Monster (Kaibutsu), la recensione
In un genere che conosciamo Monster introduce una nuova complessità per portare lo spettatore a capire gli esseri umani
La recensione di Monster, il film di Hirokazu Kore'eda presentato in concorso al Festival di Cannes
Monster è studiato solo apparentemente come i film che rinarrano più volte i medesimi fatti mostrando il medesimo lasso temporale da punti di vista diversi. In realtà fa molta attenzione a non proporre mai due volte la stessa scena e seguendo ogni volta un personaggio diverso non cambia solo quello che sappiamo sui fatti ma proprio i caratteri degli altri personaggi. Non solo ognuno guarda la realtà diversamente ma ognuno percepisce le altre persone diversamente a partire dalle proprie paure e dalle proprie convinzioni. Così inizialmente, quando seguiamo la tutrice di un bambino, ci sembra che la storia sia quella di un ragazzo problematico, picchiato da un insegnante e di una scuola omertosa che lo copre e avalla questo comportamento malato. Ci sembra addirittura che il bambino abbia sviluppato autolesionismo e che possa suicidarsi da un momento all’altro. Ma è solo la paura di questa donna. Tutto cambierà più volte lungo il film e ad ogni tornata il “mostro” sembrerà qualcun altro non solo grazie alla scrittura ma attraverso la recitazione, la color correction e lo score di Ryuichi Sakamoto, ogni volta orientati diversamente in modi così sottili da non accorgersene.
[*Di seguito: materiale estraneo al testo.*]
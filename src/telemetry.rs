//! Fire-and-forget telemetry sink.
//!
//! Events never affect control flow. The default sink forwards to `tracing`;
//! [`RecordingTelemetry`] keeps events in memory for inspection.

use serde_json::Value;
use std::sync::Mutex;
use tracing::{debug, info, warn};

/// Breadcrumb severity.
#[derive(Debug, Clone, Copy, PartialEq, Eq)]
pub enum BreadcrumbLevel {
    Debug,
    Info,
    Warning,
}

/// Telemetry collaborator. Implementations must not panic or block.
pub trait Telemetry: Send + Sync {
    /// Record a discrete event (rejection, retry failure, cache anomaly).
    fn record_event(&self, kind: &str, payload: Value);

    /// Record a low-priority breadcrumb.
    fn record_breadcrumb(&self, category: &str, level: BreadcrumbLevel, message: &str, data: Value);
}

/// Sink that writes everything to the `tracing` subscriber.
#[derive(Debug, Default, Clone, Copy)]
pub struct TracingTelemetry;

impl Telemetry for TracingTelemetry {
    fn record_event(&self, kind: &str, payload: Value) {
        warn!(target: "promptgate::telemetry", kind, %payload, "telemetry event");
    }

    fn record_breadcrumb(&self, category: &str, level: BreadcrumbLevel, message: &str, data: Value) {
        match level {
            BreadcrumbLevel::Debug => {
                debug!(target: "promptgate::telemetry", category, %data, "{}", message)
            }
            BreadcrumbLevel::Info => {
                info!(target: "promptgate::telemetry", category, %data, "{}", message)
            }
            BreadcrumbLevel::Warning => {
                warn!(target: "promptgate::telemetry", category, %data, "{}", message)
            }
        }
    }
}

/// A recorded event.
#[derive(Debug, Clone, PartialEq)]
pub struct RecordedEvent {
    pub kind: String,
    pub payload: Value,
}

/// A recorded breadcrumb.
#[derive(Debug, Clone, PartialEq)]
pub struct RecordedBreadcrumb {
    pub category: String,
    pub level: BreadcrumbLevel,
    pub message: String,
    pub data: Value,
}

/// In-memory sink.
#[derive(Debug, Default)]
pub struct RecordingTelemetry {
    events: Mutex<Vec<RecordedEvent>>,
    breadcrumbs: Mutex<Vec<RecordedBreadcrumb>>,
}

impl RecordingTelemetry {
    pub fn new() -> Self {
        Self::default()
    }

    pub fn events(&self) -> Vec<RecordedEvent> {
        self.events.lock().map(|e| e.clone()).unwrap_or_default()
    }

    /// Events of one kind.
    pub fn events_of(&self, kind: &str) -> Vec<RecordedEvent> {
        self.events()
            .into_iter()
            .filter(|e| e.kind == kind)
            .collect()
    }

    pub fn breadcrumbs(&self) -> Vec<RecordedBreadcrumb> {
        self.breadcrumbs.lock().map(|b| b.clone()).unwrap_or_default()
    }
}

impl Telemetry for RecordingTelemetry {
    fn record_event(&self, kind: &str, payload: Value) {
        if let Ok(mut events) = self.events.lock() {
            events.push(RecordedEvent {
                kind: kind.to_string(),
                payload,
            });
        }
    }

    fn record_breadcrumb(&self, category: &str, level: BreadcrumbLevel, message: &str, data: Value) {
        if let Ok(mut crumbs) = self.breadcrumbs.lock() {
            crumbs.push(RecordedBreadcrumb {
                category: category.to_string(),
                level,
                message: message.to_string(),
                data,
            });
        }
    }
}

/// Event kinds emitted by the gateway.
pub mod kinds {
    pub const GUARD_REJECTED: &str = "guard.rejected";
    pub const GUARD_REDACTED: &str = "guard.redacted";
    pub const COMPLETION_ATTEMPT_FAILED: &str = "completion.attempt_failed";
    pub const COMPLETION_STREAM_FAILED: &str = "completion.stream_failed";
    pub const CACHE_IO_ERROR: &str = "metadata_cache.io_error";
    pub const PROMPT_MISSING: &str = "prompts.missing";
    pub const PROMPT_LOAD_FAILED: &str = "prompts.load_failed";
    pub const URL_SAFETY_FALLBACK: &str = "url_safety.fallback";
}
Nei film di Kore’eda spesso abbiamo osservato persone compiere gesti terribili (come rapire bambini) così da vicino e con così tanta partecipazione al loro punto di vista da vederci un amore fortissimo, da capirli e da interrogarci su quanto sia giusto o no chiamarli mostri o condannarli. Qui lo sforzo va anche più in là e c’è la convinzione che se il film durasse di più e vedessimo ancora una volta la storia dal punto di vista di quelli che ci sembrano i peggiori, i cattivi o i meschini, capiremmo anche loro. Qui addirittura un fazzoletto lanciato da una bambina al protagonista, una bambina che fino a quel punto era totalmente marginale (e marginale rimarrà) e che ha avuto un paio di battute e basta, ci fa immediatamente capire che anche lei ha un sentimento e che quelle cosa che ha detto in quelle due misere battute forse era falsa e motivata da questo. Riuscire a portarci lì vuol dire aver cambiato interamente la maniera in cui noi spettatori approcciamo la storia che stiamo guardando. Non ci siamo immedesimati e basta, abbiamo proprio assunto il principio morale di Kore’eda e lo stiamo applicando da soli a qualunque personaggio, quel principio per il quale comprendere le persone vuol dire comprendere la realtà.